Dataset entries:
-*-

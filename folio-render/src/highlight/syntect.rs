//! Syntect-based backend, with two-face for extended syntaxes and themes.
//!
//! Markup is class-based (`<span class="hl-keyword ...">`), so one rendered
//! document can be restyled by swapping the stylesheet from
//! [`SyntectHighlighter::stylesheet`].
use std::sync::OnceLock;

use syntect::{
  highlighting::{Theme, ThemeSet},
  html::{ClassStyle, ClassedHTMLGenerator, css_for_theme_with_class_style},
  parsing::SyntaxSet,
  util::LinesWithEndings,
};
use two_face::theme::{EmbeddedLazyThemeSet, EmbeddedThemeName};

use super::{
  error::{SyntaxError, SyntaxResult},
  types::{SyntaxConfig, SyntaxHighlighter, SyntaxManager},
};

/// Class prefix for highlighted spans.
pub const CLASS_STYLE: ClassStyle = ClassStyle::SpacedPrefixed { prefix: "hl-" };

/// Theme used when none is configured.
pub const DEFAULT_THEME: &str = "InspiredGitHub";

const EMBEDDED_THEMES: &[(&str, EmbeddedThemeName)] = &[
  ("Ansi", EmbeddedThemeName::Ansi),
  ("Base16", EmbeddedThemeName::Base16),
  ("Base16EightiesDark", EmbeddedThemeName::Base16EightiesDark),
  ("Base16MochaDark", EmbeddedThemeName::Base16MochaDark),
  ("Base16OceanDark", EmbeddedThemeName::Base16OceanDark),
  ("Base16OceanLight", EmbeddedThemeName::Base16OceanLight),
  ("Base16_256", EmbeddedThemeName::Base16_256),
  ("ColdarkCold", EmbeddedThemeName::ColdarkCold),
  ("ColdarkDark", EmbeddedThemeName::ColdarkDark),
  ("DarkNeon", EmbeddedThemeName::DarkNeon),
  ("Dracula", EmbeddedThemeName::Dracula),
  ("Github", EmbeddedThemeName::Github),
  ("GruvboxDark", EmbeddedThemeName::GruvboxDark),
  ("GruvboxLight", EmbeddedThemeName::GruvboxLight),
  ("InspiredGithub", EmbeddedThemeName::InspiredGithub),
  ("Leet", EmbeddedThemeName::Leet),
  ("MonokaiExtended", EmbeddedThemeName::MonokaiExtended),
  ("MonokaiExtendedBright", EmbeddedThemeName::MonokaiExtendedBright),
  ("MonokaiExtendedLight", EmbeddedThemeName::MonokaiExtendedLight),
  ("MonokaiExtendedOrigin", EmbeddedThemeName::MonokaiExtendedOrigin),
  ("Nord", EmbeddedThemeName::Nord),
  ("OneHalfDark", EmbeddedThemeName::OneHalfDark),
  ("OneHalfLight", EmbeddedThemeName::OneHalfLight),
  ("SolarizedDark", EmbeddedThemeName::SolarizedDark),
  ("SolarizedLight", EmbeddedThemeName::SolarizedLight),
  ("SublimeSnazzy", EmbeddedThemeName::SublimeSnazzy),
  ("TwoDark", EmbeddedThemeName::TwoDark),
  ("VisualStudioDarkPlus", EmbeddedThemeName::VisualStudioDarkPlus),
  ("Zenburn", EmbeddedThemeName::Zenburn),
];

/// Syntect-based syntax highlighter.
#[derive(Debug, Default, Clone, Copy)]
pub struct SyntectHighlighter;

impl SyntectHighlighter {
  #[must_use]
  pub const fn new() -> Self {
    Self
  }

  fn syntax_set() -> &'static SyntaxSet {
    static SYNTAX_SET: OnceLock<SyntaxSet> = OnceLock::new();
    SYNTAX_SET.get_or_init(two_face::syntax::extra_newlines)
  }

  fn embedded_theme_set() -> &'static EmbeddedLazyThemeSet {
    static THEME_SET: OnceLock<EmbeddedLazyThemeSet> = OnceLock::new();
    THEME_SET.get_or_init(two_face::theme::extra)
  }

  fn default_theme_set() -> &'static ThemeSet {
    static DEFAULT_THEME_SET: OnceLock<ThemeSet> = OnceLock::new();
    DEFAULT_THEME_SET.get_or_init(ThemeSet::load_defaults)
  }

  /// Look a theme up in syntect's defaults first, then in two-face.
  fn theme(name: &str) -> Option<&'static Theme> {
    if let Some(theme) = Self::default_theme_set().themes.get(name) {
      return Some(theme);
    }
    EMBEDDED_THEMES
      .iter()
      .find(|(embedded, _)| embedded.eq_ignore_ascii_case(name))
      .map(|(_, embedded)| Self::embedded_theme_set().get(*embedded))
  }

  fn is_plain(language: &str) -> bool {
    matches!(language, "text" | "plain" | "plaintext")
  }
}

impl SyntaxHighlighter for SyntectHighlighter {
  fn name(&self) -> &'static str {
    "Syntect"
  }

  fn supported_languages(&self) -> Vec<String> {
    Self::syntax_set()
      .syntaxes()
      .iter()
      .flat_map(|syntax| {
        std::iter::once(syntax.name.to_lowercase())
          .chain(syntax.file_extensions.iter().map(|ext| ext.to_lowercase()))
      })
      .collect()
  }

  fn available_themes(&self) -> Vec<String> {
    let mut themes: Vec<String> =
      Self::default_theme_set().themes.keys().cloned().collect();
    themes.extend(EMBEDDED_THEMES.iter().map(|(name, _)| (*name).to_string()));
    themes.sort();
    themes.dedup();
    themes
  }

  fn supports_language(&self, language: &str) -> bool {
    Self::is_plain(language)
      || Self::syntax_set().find_syntax_by_token(language).is_some()
  }

  fn has_theme(&self, theme: &str) -> bool {
    Self::theme(theme).is_some()
  }

  fn highlight(&self, code: &str, language: &str) -> SyntaxResult<String> {
    let syntax_set = Self::syntax_set();
    let syntax = syntax_set
      .find_syntax_by_token(language)
      .unwrap_or_else(|| syntax_set.find_syntax_plain_text());

    let mut generator = ClassedHTMLGenerator::new_with_class_style(
      syntax,
      syntax_set,
      CLASS_STYLE,
    );
    for line in LinesWithEndings::from(code) {
      generator
        .parse_html_for_line_which_includes_newline(line)
        .map_err(|e| {
          SyntaxError::Tokenizer {
            language: language.to_string(),
            message:  e.to_string(),
          }
        })?;
    }
    Ok(generator.finalize())
  }

  fn stylesheet(&self, theme: &str) -> SyntaxResult<String> {
    let resolved = Self::theme(theme)
      .ok_or_else(|| SyntaxError::ThemeNotFound(theme.to_string()))?;
    css_for_theme_with_class_style(resolved, CLASS_STYLE).map_err(|e| {
      SyntaxError::Stylesheet {
        theme:   theme.to_string(),
        message: e.to_string(),
      }
    })
  }

  fn language_from_extension(&self, extension: &str) -> Option<String> {
    Self::syntax_set()
      .find_syntax_by_extension(extension)
      .map(|syntax| syntax.name.to_lowercase())
  }
}

/// Create a Syntect-based syntax manager.
#[must_use]
pub fn create_syntect_manager() -> SyntaxManager {
  let config = SyntaxConfig {
    default_theme: Some(DEFAULT_THEME.to_string()),
    ..SyntaxConfig::default()
  };
  SyntaxManager::new(Box::new(SyntectHighlighter::new()), config)
}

-*-

**Activity**
All of the entries above must be output word for word.

**Task solution**
filename folio-render/src/highlight/syntect.rs
//! Syntect-based backend, with two-face for extended syntaxes and themes.
//!
//! Markup is class-based (`<span class="hl-keyword ...">`), so one rendered
//! document can be restyled by swapping the stylesheet from
//! [`SyntectHighlighter::stylesheet`].
use std::sync::OnceLock;

use syntect::{
  highlighting::{Theme, ThemeSet},
  html::{ClassStyle, ClassedHTMLGenerator, css_for_theme_with_class_style},
  parsing::SyntaxSet,
  util::LinesWithEndings,
};
use two_face::theme::{EmbeddedLazyThemeSet, EmbeddedThemeName};

use super::{
  error::{SyntaxError, SyntaxResult},
  types::{SyntaxConfig, SyntaxHighlighter, SyntaxManager},
};

/// Class prefix for highlighted spans.
pub const CLASS_STYLE: ClassStyle = ClassStyle::SpacedPrefixed { prefix: "hl-" };

/// Theme used when none is configured.
pub const DEFAULT_THEME: &str = "InspiredGitHub";

const EMBEDDED_THEMES: &[(&str, EmbeddedThemeName)] = &[
  ("Ansi", EmbeddedThemeName::Ansi),
  ("Base16", EmbeddedThemeName::Base16),
  ("Base16EightiesDark", EmbeddedThemeName::Base16EightiesDark),
  ("Base16MochaDark", EmbeddedThemeName::Base16MochaDark),
  ("Base16OceanDark", EmbeddedThemeName::Base16OceanDark),
  ("Base16OceanLight", EmbeddedThemeName::Base16OceanLight),
  ("Base16_256", EmbeddedThemeName::Base16_256),
  ("ColdarkCold", EmbeddedThemeName::ColdarkCold),
  ("ColdarkDark", EmbeddedThemeName::ColdarkDark),
  ("DarkNeon", EmbeddedThemeName::DarkNeon),
  ("Dracula", EmbeddedThemeName::Dracula),
  ("Github", EmbeddedThemeName::Github),
  ("GruvboxDark", EmbeddedThemeName::GruvboxDark),
  ("GruvboxLight", EmbeddedThemeName::GruvboxLight),
  ("InspiredGithub", EmbeddedThemeName::InspiredGithub),
  ("Leet", EmbeddedThemeName::Leet),
  ("MonokaiExtended", EmbeddedThemeName::MonokaiExtended),
  ("MonokaiExtendedBright", EmbeddedThemeName::MonokaiExtendedBright),
  ("MonokaiExtendedLight", EmbeddedThemeName::MonokaiExtendedLight),
  ("MonokaiExtendedOrigin", EmbeddedThemeName::MonokaiExtendedOrigin),
  ("Nord", EmbeddedThemeName::Nord),
  ("OneHalfDark", EmbeddedThemeName::OneHalfDark),
  ("OneHalfLight", EmbeddedThemeName::OneHalfLight),
  ("SolarizedDark", EmbeddedThemeName::SolarizedDark),
  ("SolarizedLight", EmbeddedThemeName::SolarizedLight),
  ("SublimeSnazzy", EmbeddedThemeName::SublimeSnazzy),
  ("TwoDark", EmbeddedThemeName::TwoDark),
  ("VisualStudioDarkPlus", EmbeddedThemeName::VisualStudioDarkPlus),
  ("Zenburn", EmbeddedThemeName::Zenburn),
];

/// Syntect-based syntax highlighter.
#[derive(Debug, Default, Clone, Copy)]
pub struct SyntectHighlighter;

impl SyntectHighlighter {
  #[must_use]
  pub const fn new() -> Self {
    Self
  }

  fn syntax_set() -> &'static SyntaxSet {
    static SYNTAX_SET: OnceLock<SyntaxSet> = OnceLock::new();
    SYNTAX_SET.get_or_init(two_face::syntax::extra_newlines)
  }

  fn embedded_theme_set() -> &'static EmbeddedLazyThemeSet {
    static THEME_SET: OnceLock<EmbeddedLazyThemeSet> = OnceLock::new();
    THEME_SET.get_or_init(two_face::theme::extra)
  }

  fn default_theme_set() -> &'static ThemeSet {
    static DEFAULT_THEME_SET: OnceLock<ThemeSet> = OnceLock::new();
    DEFAULT_THEME_SET.get_or_init(ThemeSet::load_defaults)
  }

  /// Look a theme up in syntect's defaults first, then in two-face.
  fn theme(name: &str) -> Option<&'static Theme> {
    if let Some(theme) = Self::default_theme_set().themes.get(name) {
      return Some(theme);
    }
    EMBEDDED_THEMES
      .iter()
      .find(|(embedded, _)| embedded.eq_ignore_ascii_case(name))
      .map(|(_, embedded)| Self::embedded_theme_set().get(*embedded))
  }

  fn is_plain(language: &str) -> bool {
    matches!(language, "text" | "plain" | "plaintext")
  }
}

impl SyntaxHighlighter for SyntectHighlighter {
  fn name(&self) -> &'static str {
    "Syntect"
  }

  fn supported_languages(&self) -> Vec<String> {
    Self::syntax_set()
      .syntaxes()
      .iter()
      .flat_map(|syntax| {
        std::iter::once(syntax.name.to_lowercase())
          .chain(syntax.file_extensions.iter().map(|ext| ext.to_lowercase()))
      })
      .collect()
  }

  fn available_themes(&self) -> Vec<String> {
    let mut themes: Vec<String> =
      Self::default_theme_set().themes.keys().cloned().collect();
    themes.extend(EMBEDDED_THEMES.iter().map(|(name, _)| (*name).to_string()));
    themes.sort();
    themes.dedup();
    themes
  }

  fn supports_language(&self, language: &str) -> bool {
    Self::is_plain(language)
      || Self::syntax_set().find_syntax_by_token(language).is_some()
  }

  fn has_theme(&self, theme: &str) -> bool {
    Self::theme(theme).is_some()
  }

  fn highlight(&self, code: &str, language: &str) -> SyntaxResult<String> {
    let syntax_set = Self::syntax_set();
    let syntax = syntax_set
      .find_syntax_by_token(language)
      .unwrap_or_else(|| syntax_set.find_syntax_plain_text());

    let mut generator = ClassedHTMLGenerator::new_with_class_style(
      syntax,
      syntax_set,
      CLASS_STYLE,
    );
    for line in LinesWithEndings::from(code) {
      generator
        .parse_html_for_line_which_includes_newline(line)
        .map_err(|e| {
          SyntaxError::Tokenizer {
            language: language.to_string(),
            message:  e.to_string(),
          }
        })?;
    }
    Ok(generator.finalize())
  }

  fn stylesheet(&self, theme: &str) -> SyntaxResult<String> {
    let resolved = Self::theme(theme)
      .ok_or_else(|| SyntaxError::ThemeNotFound(theme.to_string()))?;
    css_for_theme_with_class_style(resolved, CLASS_STYLE).map_err(|e| {
      SyntaxError::Stylesheet {
        theme:   theme.to_string(),
        message: e.to_string(),
      }
    })
  }

  fn language_from_extension(&self, extension: &str) -> Option<String> {
    Self::syntax_set()
      .find_syntax_by_extension(extension)
      .map(|syntax| syntax.name.to_lowercase())
  }
}

/// Create a Syntect-based syntax manager.
#[must_use]
pub fn create_syntect_manager() -> SyntaxManager {
  let config = SyntaxConfig {
    default_theme: Some(DEFAULT_THEME.to_string()),
    ..SyntaxConfig::default()
  };
  SyntaxManager::new(Box::new(SyntectHighlighter::new()), config)
}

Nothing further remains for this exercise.